> [WHAT IS BEING ASKED] Where does the word "Some" appear in the entries below? Copy each line that holds it.

·····

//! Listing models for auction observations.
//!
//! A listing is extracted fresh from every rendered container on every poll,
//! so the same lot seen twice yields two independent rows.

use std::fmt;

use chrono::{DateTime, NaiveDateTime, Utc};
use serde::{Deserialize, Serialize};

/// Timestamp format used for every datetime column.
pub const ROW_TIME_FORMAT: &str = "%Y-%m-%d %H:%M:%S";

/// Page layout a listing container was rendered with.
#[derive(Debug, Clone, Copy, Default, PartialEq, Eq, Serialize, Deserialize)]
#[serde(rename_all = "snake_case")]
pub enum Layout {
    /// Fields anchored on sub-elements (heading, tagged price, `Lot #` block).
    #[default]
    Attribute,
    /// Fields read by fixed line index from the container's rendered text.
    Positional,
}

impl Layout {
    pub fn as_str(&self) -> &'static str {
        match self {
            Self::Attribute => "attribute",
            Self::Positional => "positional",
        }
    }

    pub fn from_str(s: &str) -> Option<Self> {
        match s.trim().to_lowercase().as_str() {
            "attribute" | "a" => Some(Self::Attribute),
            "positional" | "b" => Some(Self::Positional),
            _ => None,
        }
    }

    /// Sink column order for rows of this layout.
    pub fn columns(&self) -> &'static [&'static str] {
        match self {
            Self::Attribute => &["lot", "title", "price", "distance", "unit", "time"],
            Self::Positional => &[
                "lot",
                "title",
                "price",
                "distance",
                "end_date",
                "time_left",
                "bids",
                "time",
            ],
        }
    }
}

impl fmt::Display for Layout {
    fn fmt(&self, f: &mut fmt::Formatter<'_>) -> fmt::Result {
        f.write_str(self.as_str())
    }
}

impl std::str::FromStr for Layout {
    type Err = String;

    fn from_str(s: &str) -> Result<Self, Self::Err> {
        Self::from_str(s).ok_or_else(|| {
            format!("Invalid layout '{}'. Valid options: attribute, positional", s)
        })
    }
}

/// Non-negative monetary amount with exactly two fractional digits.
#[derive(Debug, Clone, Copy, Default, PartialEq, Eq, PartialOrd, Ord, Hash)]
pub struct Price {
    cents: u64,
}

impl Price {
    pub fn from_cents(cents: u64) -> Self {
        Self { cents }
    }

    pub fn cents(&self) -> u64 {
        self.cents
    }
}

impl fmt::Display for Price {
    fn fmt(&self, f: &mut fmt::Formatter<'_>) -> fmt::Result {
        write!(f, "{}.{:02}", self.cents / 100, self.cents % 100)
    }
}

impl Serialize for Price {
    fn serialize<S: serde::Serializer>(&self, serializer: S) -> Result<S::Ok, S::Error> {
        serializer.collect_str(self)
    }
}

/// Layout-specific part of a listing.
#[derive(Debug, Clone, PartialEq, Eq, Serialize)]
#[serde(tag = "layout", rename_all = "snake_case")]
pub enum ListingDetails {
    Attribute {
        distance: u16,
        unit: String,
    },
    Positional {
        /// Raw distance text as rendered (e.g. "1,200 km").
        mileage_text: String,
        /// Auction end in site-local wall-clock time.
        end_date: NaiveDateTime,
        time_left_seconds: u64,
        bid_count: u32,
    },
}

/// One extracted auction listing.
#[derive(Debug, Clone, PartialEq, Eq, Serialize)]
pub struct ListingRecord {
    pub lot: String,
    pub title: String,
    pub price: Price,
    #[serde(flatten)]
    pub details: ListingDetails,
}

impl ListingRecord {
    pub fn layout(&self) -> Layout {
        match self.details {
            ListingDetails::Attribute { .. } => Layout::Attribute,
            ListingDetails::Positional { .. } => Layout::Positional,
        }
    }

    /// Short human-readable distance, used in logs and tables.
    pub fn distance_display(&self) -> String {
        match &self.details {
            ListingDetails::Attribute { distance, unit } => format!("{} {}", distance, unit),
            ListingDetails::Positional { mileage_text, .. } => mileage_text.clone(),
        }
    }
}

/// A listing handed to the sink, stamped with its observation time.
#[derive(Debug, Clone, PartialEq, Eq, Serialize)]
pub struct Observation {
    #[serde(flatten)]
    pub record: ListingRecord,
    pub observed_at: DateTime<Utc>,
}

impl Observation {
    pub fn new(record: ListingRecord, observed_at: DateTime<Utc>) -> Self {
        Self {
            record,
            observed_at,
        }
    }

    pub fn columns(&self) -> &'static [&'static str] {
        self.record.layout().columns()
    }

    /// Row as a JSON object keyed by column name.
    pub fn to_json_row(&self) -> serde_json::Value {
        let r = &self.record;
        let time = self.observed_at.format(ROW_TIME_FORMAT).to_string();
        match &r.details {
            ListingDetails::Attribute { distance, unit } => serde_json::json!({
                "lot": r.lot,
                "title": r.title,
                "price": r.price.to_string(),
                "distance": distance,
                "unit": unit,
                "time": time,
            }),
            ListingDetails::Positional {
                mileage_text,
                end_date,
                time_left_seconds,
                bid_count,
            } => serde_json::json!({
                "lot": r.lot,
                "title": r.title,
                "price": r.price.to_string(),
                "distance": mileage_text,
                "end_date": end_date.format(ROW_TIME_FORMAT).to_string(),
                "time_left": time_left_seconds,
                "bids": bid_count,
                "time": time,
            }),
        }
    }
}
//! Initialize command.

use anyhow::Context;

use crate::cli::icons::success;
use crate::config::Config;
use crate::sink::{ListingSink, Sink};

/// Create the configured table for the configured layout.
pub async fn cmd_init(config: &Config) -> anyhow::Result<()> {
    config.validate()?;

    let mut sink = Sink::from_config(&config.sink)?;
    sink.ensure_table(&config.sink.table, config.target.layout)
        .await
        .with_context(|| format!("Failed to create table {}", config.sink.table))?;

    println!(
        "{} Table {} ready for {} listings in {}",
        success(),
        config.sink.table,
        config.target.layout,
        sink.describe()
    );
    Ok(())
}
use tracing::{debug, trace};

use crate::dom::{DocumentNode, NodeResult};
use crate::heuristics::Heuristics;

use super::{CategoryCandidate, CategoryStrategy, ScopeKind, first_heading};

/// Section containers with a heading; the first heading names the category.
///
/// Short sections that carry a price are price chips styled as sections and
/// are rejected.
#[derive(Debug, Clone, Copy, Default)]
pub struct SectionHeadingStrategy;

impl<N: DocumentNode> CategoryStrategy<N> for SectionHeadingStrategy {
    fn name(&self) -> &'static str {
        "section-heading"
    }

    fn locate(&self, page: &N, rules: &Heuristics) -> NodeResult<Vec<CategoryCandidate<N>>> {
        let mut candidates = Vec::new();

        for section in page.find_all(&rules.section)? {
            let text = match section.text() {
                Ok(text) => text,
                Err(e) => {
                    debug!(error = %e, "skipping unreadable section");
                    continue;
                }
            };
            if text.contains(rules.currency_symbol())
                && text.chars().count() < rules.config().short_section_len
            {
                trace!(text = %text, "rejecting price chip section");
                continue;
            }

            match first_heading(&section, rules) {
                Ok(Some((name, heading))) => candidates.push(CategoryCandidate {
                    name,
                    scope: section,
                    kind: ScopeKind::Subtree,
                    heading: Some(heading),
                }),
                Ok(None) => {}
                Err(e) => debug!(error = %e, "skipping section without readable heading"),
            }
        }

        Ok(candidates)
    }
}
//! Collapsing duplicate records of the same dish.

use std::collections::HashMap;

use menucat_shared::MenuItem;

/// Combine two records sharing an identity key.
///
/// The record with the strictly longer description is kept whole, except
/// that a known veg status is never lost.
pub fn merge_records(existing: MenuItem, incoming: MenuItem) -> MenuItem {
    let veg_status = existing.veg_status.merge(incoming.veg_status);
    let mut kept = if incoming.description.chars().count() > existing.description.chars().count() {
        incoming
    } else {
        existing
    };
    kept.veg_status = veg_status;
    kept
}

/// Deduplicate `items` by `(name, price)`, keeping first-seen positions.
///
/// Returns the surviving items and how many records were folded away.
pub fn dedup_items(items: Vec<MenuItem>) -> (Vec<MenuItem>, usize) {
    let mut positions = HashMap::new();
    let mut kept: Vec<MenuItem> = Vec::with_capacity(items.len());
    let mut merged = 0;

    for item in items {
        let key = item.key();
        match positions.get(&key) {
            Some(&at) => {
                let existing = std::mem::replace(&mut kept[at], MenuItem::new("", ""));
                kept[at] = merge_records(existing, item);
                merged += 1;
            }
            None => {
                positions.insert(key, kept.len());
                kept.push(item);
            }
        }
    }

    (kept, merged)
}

·····

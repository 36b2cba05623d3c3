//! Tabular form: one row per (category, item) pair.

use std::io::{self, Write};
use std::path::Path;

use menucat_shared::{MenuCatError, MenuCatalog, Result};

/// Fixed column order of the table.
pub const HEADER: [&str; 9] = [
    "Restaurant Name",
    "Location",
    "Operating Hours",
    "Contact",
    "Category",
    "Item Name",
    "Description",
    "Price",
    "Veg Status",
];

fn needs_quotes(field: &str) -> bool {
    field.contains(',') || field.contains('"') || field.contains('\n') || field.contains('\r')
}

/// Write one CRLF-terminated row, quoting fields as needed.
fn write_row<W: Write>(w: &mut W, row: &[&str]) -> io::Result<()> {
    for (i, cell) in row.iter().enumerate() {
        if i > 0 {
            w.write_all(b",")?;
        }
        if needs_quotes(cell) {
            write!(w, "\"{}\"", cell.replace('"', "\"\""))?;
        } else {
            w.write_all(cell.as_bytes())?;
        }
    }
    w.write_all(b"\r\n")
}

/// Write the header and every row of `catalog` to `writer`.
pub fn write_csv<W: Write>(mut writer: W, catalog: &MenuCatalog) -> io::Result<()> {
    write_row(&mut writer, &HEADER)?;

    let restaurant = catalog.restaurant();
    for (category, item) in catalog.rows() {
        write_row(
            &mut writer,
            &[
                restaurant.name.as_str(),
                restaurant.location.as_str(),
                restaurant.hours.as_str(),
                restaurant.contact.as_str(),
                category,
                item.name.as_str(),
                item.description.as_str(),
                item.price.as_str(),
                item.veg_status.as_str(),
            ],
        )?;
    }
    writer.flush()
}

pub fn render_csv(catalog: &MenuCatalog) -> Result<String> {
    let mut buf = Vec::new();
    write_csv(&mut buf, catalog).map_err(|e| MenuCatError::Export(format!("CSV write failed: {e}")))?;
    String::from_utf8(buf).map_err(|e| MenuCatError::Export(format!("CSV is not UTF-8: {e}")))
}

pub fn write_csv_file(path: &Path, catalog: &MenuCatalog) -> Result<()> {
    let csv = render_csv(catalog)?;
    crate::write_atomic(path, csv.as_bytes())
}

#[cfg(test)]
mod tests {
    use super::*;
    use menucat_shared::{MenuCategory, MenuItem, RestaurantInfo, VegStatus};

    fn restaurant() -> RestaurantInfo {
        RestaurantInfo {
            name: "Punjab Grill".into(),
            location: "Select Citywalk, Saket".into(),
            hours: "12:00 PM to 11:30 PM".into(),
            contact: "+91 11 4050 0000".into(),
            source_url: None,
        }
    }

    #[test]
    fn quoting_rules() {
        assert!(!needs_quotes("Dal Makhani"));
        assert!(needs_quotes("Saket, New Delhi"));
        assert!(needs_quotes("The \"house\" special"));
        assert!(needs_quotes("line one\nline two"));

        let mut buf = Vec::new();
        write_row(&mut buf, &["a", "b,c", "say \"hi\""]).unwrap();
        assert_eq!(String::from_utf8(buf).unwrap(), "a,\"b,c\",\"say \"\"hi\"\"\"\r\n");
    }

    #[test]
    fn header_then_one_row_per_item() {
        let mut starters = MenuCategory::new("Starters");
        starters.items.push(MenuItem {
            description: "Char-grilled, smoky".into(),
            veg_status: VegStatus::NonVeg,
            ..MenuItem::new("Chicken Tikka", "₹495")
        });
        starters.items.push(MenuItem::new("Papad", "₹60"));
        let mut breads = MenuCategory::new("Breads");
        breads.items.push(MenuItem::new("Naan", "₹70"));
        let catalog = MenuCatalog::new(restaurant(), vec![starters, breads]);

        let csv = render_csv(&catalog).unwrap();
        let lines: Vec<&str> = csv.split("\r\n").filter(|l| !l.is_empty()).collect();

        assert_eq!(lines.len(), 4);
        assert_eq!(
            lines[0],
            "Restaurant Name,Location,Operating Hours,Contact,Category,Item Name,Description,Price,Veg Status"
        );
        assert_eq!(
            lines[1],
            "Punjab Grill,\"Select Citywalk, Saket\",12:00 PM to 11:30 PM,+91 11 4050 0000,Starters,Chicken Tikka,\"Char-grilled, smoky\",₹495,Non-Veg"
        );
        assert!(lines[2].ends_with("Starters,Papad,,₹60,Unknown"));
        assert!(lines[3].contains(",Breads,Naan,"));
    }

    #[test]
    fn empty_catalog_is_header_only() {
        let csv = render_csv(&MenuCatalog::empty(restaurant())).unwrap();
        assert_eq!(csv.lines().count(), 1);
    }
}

·····

> [YOUR SOLUTION]
            "attribute" | "a" => Some(Self::Attribute),
            "positional" | "b" => Some(Self::Positional),
                Ok(Some((name, heading))) => candidates.push(CategoryCandidate {
                    heading: Some(heading),
            Some(&at) => {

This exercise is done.